* Task *
Could you copy every entry exactly, with nothing changed?

=== Input records ===

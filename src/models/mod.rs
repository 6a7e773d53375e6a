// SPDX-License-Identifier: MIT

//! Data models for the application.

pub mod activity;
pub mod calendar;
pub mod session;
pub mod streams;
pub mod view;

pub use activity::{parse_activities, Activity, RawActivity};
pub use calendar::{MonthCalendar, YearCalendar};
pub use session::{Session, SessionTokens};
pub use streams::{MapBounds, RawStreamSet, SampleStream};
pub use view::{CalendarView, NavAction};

===

* Result for this task *
filename src/models/mod.rs
repository 6a7e773d53375e6a
// SPDX-License-Identifier: MIT

//! Data models for the application.

pub mod activity;
pub mod calendar;
pub mod session;
pub mod streams;
pub mod view;

pub use activity::{parse_activities, Activity, RawActivity};
pub use calendar::{MonthCalendar, YearCalendar};
pub use session::{Session, SessionTokens};
pub use streams::{MapBounds, RawStreamSet, SampleStream};
pub use view::{CalendarView, NavAction};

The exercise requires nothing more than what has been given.